Moving between their bases and tactical positions, they may be traced by satellites, radars, drones, spies and other surveillance means, followed by strikes. After settled in tactical locations, a range of risks being exposed, such as due to re-supply, will remain, and it would be exaggerated when they need to relocate again. In other words, Taiwan may lose more mobile units than its estimation, and it could be lower than a level to repulse an invasion.   
Reinforcement and human resource would also affect Taipei’s quantity of mobile firepower. Unlike Ukraine with land borders to receive external supply, Taiwan is an island and, therefore, could be more easily blockaded during wartime, preventing it from receiving any additional mobile firepower assets and munitions.

China’s military exercises in 2022 and 2023 have demonstrate the PLA’s potential to conduct such a blockade surrounding the island. Although Taiwan maintains a considerable and sophisticated defence industry, its raw materials, some sub-systems and parts still depend on external supply. In parallel with the PLA’s massive build-ups, the United States’ stretched military forces, especially its navy, due to several ongoing armed conflicts worldwide imply their potential inability or low willingness to defy China’s blockade.
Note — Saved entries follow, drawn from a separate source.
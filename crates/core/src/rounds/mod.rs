//! Round profiles, allocation inputs, and editable-grid validation.

mod rounds_grid;
mod rounds_model;

pub use rounds_grid::{
    parse_allocation_grid, parse_profile_grid, GridParseOutcome, RawAllocationRow, RawProfileRow,
};
pub use rounds_model::{
    default_round_allocations, default_round_profiles, RoundAllocationInput, RoundProfile,
};

#[cfg(test)]
mod rounds_grid_tests;
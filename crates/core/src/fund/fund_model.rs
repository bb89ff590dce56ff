//! Fund-level parameter and capital waterfall models.

use rust_decimal::Decimal;
use serde::{Deserialize, Serialize};

use crate::errors::{Result, ValidationError};

/// Fund-level construction parameters, as collected from the hosting UI.
///
/// Rates are fractions of committed capital (0.02 = 2% annual management
/// fee), not display percentages. Carry is the manager's share of profit;
/// it is round-tripped for the UI but takes no part in the capital
/// waterfall.
#[derive(Debug, Clone, PartialEq, Serialize, Deserialize)]
#[serde(rename_all = "camelCase")]
pub struct FundParameters {
    /// Total capital committed to the fund, in millions of dollars.
    pub committed_capital: Decimal,
    /// Annual fund expenses as a fraction of committed capital.
    pub fund_expense_rate: Decimal,
    /// Annual management fee as a fraction of committed capital.
    pub management_fee_rate: Decimal,
    /// Carry as a fraction of investment profit.
    pub carry_rate: Decimal,
}

impl FundParameters {
    /// Checks the structural invariants: capital non-negative, every rate
    /// within [0, 1]. A fee + expense sum above 1 is economically degenerate
    /// but structurally valid; the waterfall surfaces it as negative
    /// investable capital rather than rejecting it here.
    pub fn validate(&self) -> Result<()> {
        if self.committed_capital < Decimal::ZERO {
            return Err(ValidationError::OutOfRange {
                field: "committedCapital".to_string(),
                value: self.committed_capital.to_string(),
            }
            .into());
        }
        for (field, rate) in [
            ("fundExpenseRate", self.fund_expense_rate),
            ("managementFeeRate", self.management_fee_rate),
            ("carryRate", self.carry_rate),
        ] {
            if rate < Decimal::ZERO || rate > Decimal::ONE {
                return Err(ValidationError::OutOfRange {
                    field: field.to_string(),
                    value: rate.to_string(),
                }
                .into());
            }
        }
        Ok(())
    }
}

/// Capital waterfall derived from [`FundParameters`].
///
/// All amounts are in millions of dollars. `investable_capital` may be
/// negative when fee and expense rates sum past 100%; callers visualize the
/// underfunded scenario instead of this type clamping it away.
#[derive(Debug, Clone, PartialEq, Serialize, Deserialize)]
#[serde(rename_all = "camelCase")]
pub struct WaterfallBreakdown {
    pub committed_capital: Decimal,
    pub management_fee_amount: Decimal,
    pub fund_expense_amount: Decimal,
    pub investable_capital: Decimal,
}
Taiwan may push its defence industry to the edge for production of standoff firepower in advance, but having sufficient personnel to operate them is another challenge. Suffering the plummeting fertility rate, Taiwan will have an increasingly small talent pool for the military to recruit. Despite re-extending compulsory military service from four months to a year from 2024, conscripts with a limited service would not form the mainstay of mobile units.
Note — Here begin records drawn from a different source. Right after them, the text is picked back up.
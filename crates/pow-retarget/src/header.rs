//! Block header model and the stored-header view used by the header store.

use num_bigint::BigUint;

use crate::compact;
use crate::hash::BlockHash;

/// Block version with BIP9 versionbits signaling.
pub const BLOCK_VERSION: i32 = 0x20000000;

/// Size of a block header in bytes.
pub const BLOCK_HEADER_SIZE: usize = 80;

/// A block header (80 bytes).
#[derive(Debug, Clone, PartialEq, Eq)]
pub struct BlockHeader {
    /// Block version.
    pub version: i32,
    /// Hash of the previous block.
    pub prev_block_hash: BlockHash,
    /// Merkle root of all transactions.
    pub merkle_root: BlockHash,
    /// Block timestamp (Unix time).
    pub timestamp: u32,
    /// Difficulty target in compact "bits" format.
    pub bits: u32,
    /// Nonce for proof of work.
    pub nonce: u32,
}

impl BlockHeader {
    /// Create a new block header with the default version and a zero nonce.
    pub fn new(
        prev_block_hash: BlockHash,
        merkle_root: BlockHash,
        timestamp: u32,
        bits: u32,
    ) -> Self {
        BlockHeader {
            version: BLOCK_VERSION,
            prev_block_hash,
            merkle_root,
            timestamp,
            bits,
            nonce: 0,
        }
    }

    pub fn with_version(mut self, version: i32) -> Self {
        self.version = version;
        self
    }

    pub fn with_nonce(mut self, nonce: u32) -> Self {
        self.nonce = nonce;
        self
    }

    /// Serialize the block header to 80 bytes.
    pub fn serialize(&self) -> [u8; BLOCK_HEADER_SIZE] {
        let mut header = [0u8; BLOCK_HEADER_SIZE];

        header[0..4].copy_from_slice(&self.version.to_le_bytes());
        header[4..36].copy_from_slice(self.prev_block_hash.as_bytes());
        header[36..68].copy_from_slice(self.merkle_root.as_bytes());
        header[68..72].copy_from_slice(&self.timestamp.to_le_bytes());
        header[72..76].copy_from_slice(&self.bits.to_le_bytes());
        header[76..80].copy_from_slice(&self.nonce.to_le_bytes());

        header
    }

    /// Compute the block hash (double SHA256 of the serialized header).
    pub fn hash(&self) -> BlockHash {
        BlockHash::hash(&self.serialize())
    }

    /// Get the target as a full integer.
    pub fn target(&self) -> BigUint {
        compact::decode(self.bits)
    }

    /// Work contributed by this header.
    pub fn work(&self) -> BigUint {
        compact::work(self.bits)
    }
}

/// A header accepted into the chain, with its position and cumulative work.
///
/// The hash is computed once on construction. Fields are read-only so the
/// cached hash cannot drift from the header.
#[derive(Debug, Clone, PartialEq, Eq)]
pub struct StoredHeader {
    header: BlockHeader,
    hash: BlockHash,
    height: u32,
    chain_work: BigUint,
}

impl StoredHeader {
    /// Wrap a header at an arbitrary height, e.g. a checkpoint the store was seeded from.
    pub fn new(header: BlockHeader, height: u32, chain_work: BigUint) -> Self {
        let hash = header.hash();
        StoredHeader {
            header,
            hash,
            height,
            chain_work,
        }
    }

    /// Height zero, work of the header alone.
    pub fn genesis(header: BlockHeader) -> Self {
        let work = header.work();
        StoredHeader::new(header, 0, work)
    }

    /// The stored form of `header` when it extends this one.
    ///
    /// Heights saturate at `u32::MAX`.
    pub fn build_next(&self, header: BlockHeader) -> Self {
        let chain_work = &self.chain_work + header.work();
        StoredHeader::new(header, self.height.saturating_add(1), chain_work)
    }

    pub fn header(&self) -> &BlockHeader {
        &self.header
    }

    pub fn hash(&self) -> BlockHash {
        self.hash
    }

    pub fn prev_hash(&self) -> BlockHash {
        self.header.prev_block_hash
    }

    pub fn height(&self) -> u32 {
        self.height
    }

    pub fn time(&self) -> u32 {
        self.header.timestamp
    }

    pub fn bits(&self) -> u32 {
        self.header.bits
    }

    pub fn chain_work(&self) -> &BigUint {
        &self.chain_work
    }
}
Finally, Beijing may apply an indirect strategy to bypass Taipei’s asymmetrical strategy of mobile firepower by exploiting the latter’s weakness. Since the Fukushima nuclear disaster of 2011, phasing out nuclear power plants has been an energy policy in Taiwan, particularly highlighted by the ruling Democratic Progressive Party (DPP).
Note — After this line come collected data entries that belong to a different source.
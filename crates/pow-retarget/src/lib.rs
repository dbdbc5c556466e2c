//! Proof-of-work difficulty retargeting for Litecoin-family header chains.
//!
//! This crate provides pure Rust implementations of:
//! - Compact "bits" target encoding and decoding
//! - Block header hashing and the stored-header model
//! - Per-network consensus parameters with genesis validation
//! - A read-only header store interface with bounded ancestor walks
//! - Verification that a candidate header carries the required difficulty
//!
//! Typical use builds the parameters once at startup and checks each header
//! before it is admitted to the chain:
//!
//! ```no_run
//! use pow_retarget::{verify, BlockHeader, ConsensusParams, MemoryHeaderStore, StoredHeader};
//!
//! # fn check(prev: &StoredHeader, next: &BlockHeader, store: &MemoryHeaderStore)
//! #     -> Result<(), Box<dyn std::error::Error>> {
//! let params = ConsensusParams::mainnet()?;
//! verify(prev, next, store, &params)?;
//! # Ok(())
//! # }
//! ```

pub mod compact;
pub mod config;
pub mod hash;
pub mod header;
pub mod network;
pub mod params;
pub mod retarget;
pub mod store;

pub use config::ChainConfig;
pub use hash::{double_sha256, BlockHash, HashParseError};
pub use header::{BlockHeader, StoredHeader};
pub use network::Network;
pub use params::{Checkpoints, ConfigError, ConsensusParams, RetargetInterval};
pub use retarget::{verify, DifficultyDecision, DifficultyError, RetargetEngine};
pub use store::{Ancestors, HeaderStore, MemoryHeaderStore};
However, natural gas, a major means to replace nuclear power, is low in storage which could only supply Taiwan’s electric power as short as 11 days. Despite Taipei’s effort in expanding natural gas tanks, such facilities are vulnerable to attacks. Thus, Taiwan may fall into a blackout state in less than two weeks of blockade, and lack of electric supply would be highly disruptive to urban residents who are about 80 per cent of the entire population. As such, Taipei would face a serious challenge in maintaining inner stability in the face of blockade alone. If the Taiwanese political leadership could not handle the chaos well, it may give in to Beijing’s demand, leaving mobile units never used for their purpose.
All in all, it is reasonable for Taipei to ameliorate its security by introducing an asymmetrical defence strategy which highlights mobile firepower to counter Beijing’s military threat. However, such an unconventional approach is not a panacea and China may be able to find solutions to overcome Taiwan’s defense, if the former chooses to use force. Taipei still has a long way to improve its defence rather than concentrating on a few types of arms .    
Reference: Wu, Shang-su. “The Survival of Mobile Firepower: An Uncertain Factor in Taiwan’s Asymmetrical Defense.” Asia Policy, vol. 18 no. 4, 2023, p. 93-114. , Project MUSE,, Wu, S. (2023). The Survival of Mobile Firepower: An Uncertain Factor in Taiwan’s Asymmetrical Defense. Asia Policy 18(4), 93-114., Wu, Shang-su. “The Survival of Mobile Firepower: An Uncertain Factor in Taiwan’s Asymmetrical Defense.” Asia Policy 18, no. 4 (2023): 93-114.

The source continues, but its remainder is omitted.